This long delay and silence feels like they spent months of R&D trying to create a workaround, create a new voltage spec to provide the lowest voltage possible. Low enough to work around a hardware fault on as many units as possible, without too large of a performance regression, or creating new errors on other CPUs because of undervolting.

I suspect that this microcode update will only "fix" the crashes for some CPUs. My prediction is that in another month Intel will claim there are actually two completely independent issues, and reluctantly issue a recall for anything not fixed by the microcode.

6 comments

As I understand it, there are multiple voltages inside the CPU, so just monitoring the motherboard VRM won't cut it.
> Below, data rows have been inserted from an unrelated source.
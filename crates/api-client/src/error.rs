//! Typed failures surfaced by the API client
//!
//! Every failure of a call (non-2xx response, transport failure, timeout,
//! undecodable body, spent retry budget) is funneled into one `ApiError`.
//! Callers match on `category` / `status` rather than on transport errors.

use std::fmt;
use std::time::Duration;

use reqwest::StatusCode;
use serde::Serialize;
use serde_json::{Value, json};

use crate::options::millis;

/// Coarse classification of an `ApiError`.
#[derive(Debug, Clone, Copy, PartialEq, Eq, Hash, Serialize)]
#[serde(rename_all = "SCREAMING_SNAKE_CASE")]
pub enum ErrorCategory {
    /// 4xx except 429. Never retried.
    ClientError,
    /// 5xx or 429 that was not retried away.
    ServerError,
    /// The attempt exceeded its timeout (status 408).
    Timeout,
    /// DNS, connection refused, reset, offline (status 0).
    NetworkError,
    /// Anything else: bad URL, unencodable body, response that fails to decode.
    UnknownError,
    /// Every permitted attempt failed retriably (status 503).
    RetryExhausted,
}

impl ErrorCategory {
    pub fn as_str(&self) -> &'static str {
        match self {
            Self::ClientError => "CLIENT_ERROR",
            Self::ServerError => "SERVER_ERROR",
            Self::Timeout => "TIMEOUT",
            Self::NetworkError => "NETWORK_ERROR",
            Self::UnknownError => "UNKNOWN_ERROR",
            Self::RetryExhausted => "RETRY_EXHAUSTED",
        }
    }
}

impl fmt::Display for ErrorCategory {
    fn fmt(&self, f: &mut fmt::Formatter<'_>) -> fmt::Result {
        f.write_str(self.as_str())
    }
}

/// Failure of a single API call.
///
/// `status` is HTTP-like: the response status for HTTP failures, `0` for
/// network failures, `408` for timeouts, `503` for exhausted retries and
/// `500` for unknown failures.
#[derive(Debug, Clone, PartialEq, thiserror::Error)]
#[error("{message} ({category}, status {status})")]
pub struct ApiError {
    pub message: String,
    pub status: u16,
    /// Parsed response body (or a JSON string of the raw text when it was not JSON)
    pub body: Option<Value>,
    pub category: ErrorCategory,
}

impl ApiError {
    fn new(
        category: ErrorCategory,
        status: u16,
        message: impl Into<String>,
        body: Option<Value>,
    ) -> Self {
        Self {
            message: message.into(),
            status,
            body,
            category,
        }
    }

    /// Build the error for a non-2xx response.
    ///
    /// 4xx other than 429 is a terminal `ClientError`; everything else
    /// (5xx, 429, stray 1xx/3xx) is a retriable `ServerError`.
    pub fn from_status(status: StatusCode, body: Option<Value>) -> Self {
        let message = status.canonical_reason().unwrap_or("Request failed");
        let category = if status.is_client_error() && status != StatusCode::TOO_MANY_REQUESTS {
            ErrorCategory::ClientError
        } else {
            ErrorCategory::ServerError
        };
        Self::new(category, status.as_u16(), message, body)
    }

    pub fn timeout(timeout: Duration) -> Self {
        Self::new(
            ErrorCategory::Timeout,
            408,
            "Request timeout",
            Some(json!({ "timeout": millis(timeout) })),
        )
    }

    pub fn network(detail: impl fmt::Display) -> Self {
        Self::new(
            ErrorCategory::NetworkError,
            0,
            format!("Network error - check your connection ({detail})"),
            None,
        )
    }

    pub fn unknown(message: impl Into<String>) -> Self {
        Self::new(ErrorCategory::UnknownError, 500, message, None)
    }

    /// A 2xx body that could not be decoded into the caller's expected shape.
    pub fn invalid_body(detail: impl fmt::Display, raw: Option<Value>) -> Self {
        Self::new(
            ErrorCategory::UnknownError,
            500,
            format!("invalid response body: {detail}"),
            raw,
        )
    }

    /// Terminal error once every permitted attempt failed retriably.
    pub fn retry_exhausted(attempts: u32, last: &ApiError) -> Self {
        Self::new(
            ErrorCategory::RetryExhausted,
            503,
            "Service unavailable after retries",
            Some(json!({
                "attempts": attempts,
                "last_status": last.status,
                "last_category": last.category,
            })),
        )
    }

    /// Whether another attempt may succeed (5xx, 429, transport failure).
    pub fn is_retryable(&self) -> bool {
        matches!(
            self.category,
            ErrorCategory::ServerError | ErrorCategory::NetworkError
        )
    }

    /// Human-readable reason supplied by the backend, if any.
    ///
    /// Looks for `detail` then `message` in a JSON object body, or uses a
    /// plain-text body directly. Falls back to `message`.
    pub fn detail(&self) -> &str {
        match &self.body {
            Some(Value::Object(map)) => ["detail", "message"]
                .iter()
                .find_map(|key| map.get(*key).and_then(Value::as_str))
                .unwrap_or(&self.message),
            Some(Value::String(text)) if !text.is_empty() => text,
            _ => &self.message,
        }
    }
}

/// Result alias for client operations.
pub type Result<T> = std::result::Result<T, ApiError>;

/// Failure reading or writing the local credential store.
#[derive(Debug, thiserror::Error)]
pub enum StoreError {
    #[error("I/O error: {0}")]
    Io(String),

    #[error("credential parse error: {0}")]
    Parse(String),
}
//! Errors for console endpoint wrappers

use api_client::{ApiError, StoreError};
use thiserror::Error;

#[derive(Error, Debug)]
pub enum Error {
    /// The backend call failed; see the category and status.
    #[error(transparent)]
    Api(#[from] ApiError),

    /// Input rejected locally, or a response missing a field the caller needs.
    #[error("Validation error: {0}")]
    Validation(String),

    #[error("Credential store error: {0}")]
    Credential(String),
}

impl From<StoreError> for Error {
    fn from(err: StoreError) -> Self {
        Self::Credential(err.to_string())
    }
}

impl Error {
    pub fn api(&self) -> Option<&ApiError> {
        match self {
            Self::Api(e) => Some(e),
            _ => None,
        }
    }
}

pub type Result<T> = std::result::Result<T, Error>;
That said I too am very skeptical. I just issued a moratorium on the purchase of anything Intel 13th/14th gen in our company and waiting for some actual proof that the issue is fully resolved.

It's complicated.

On Raptor lake, there are a few integrated voltage regulators to which provide new voltages for specialised uses (like the E core's L2 cache, parts of DDR memory IO, PCI-E IO), but the current draw on those regulators is pretty low. The bulk of the power comes directly from motherboard VRMs on one of several rails with no internal regulation. Most of the power draw is grouped onto just two rails, VccGT for the GPU, and VccCore (also known as VccIA in other generations) which powers all the P-cores, all the E-cores and, the ring bus and the last-level cache.

Which means all cores share the same voltage, and it's trivial to monitor externally.

I guess it's possible the bug could be with only of the integrated voltage regulators, but those seem to only power various IO devices, and I struggle to see how they could trigger this type of instability.

What's special about the E core's L2 cache such that it gets on-chip regulated voltage?
I suspect it's for one of the low power modes.

Keep in mind that the L2 cache is the last level cache for the E cores, and is shared by the entire cluster of four E cores. (One of the two clusters connects to the ring bus and shares the main L3, the other goes directly to main memory)

I'm guessing Intel can shut down VccCore entirely (which wipes every other cache), while keeping just enough voltage to maintain the E core L2 cache. By keeping valid data in L2, they can resume execution on an E core much quicker.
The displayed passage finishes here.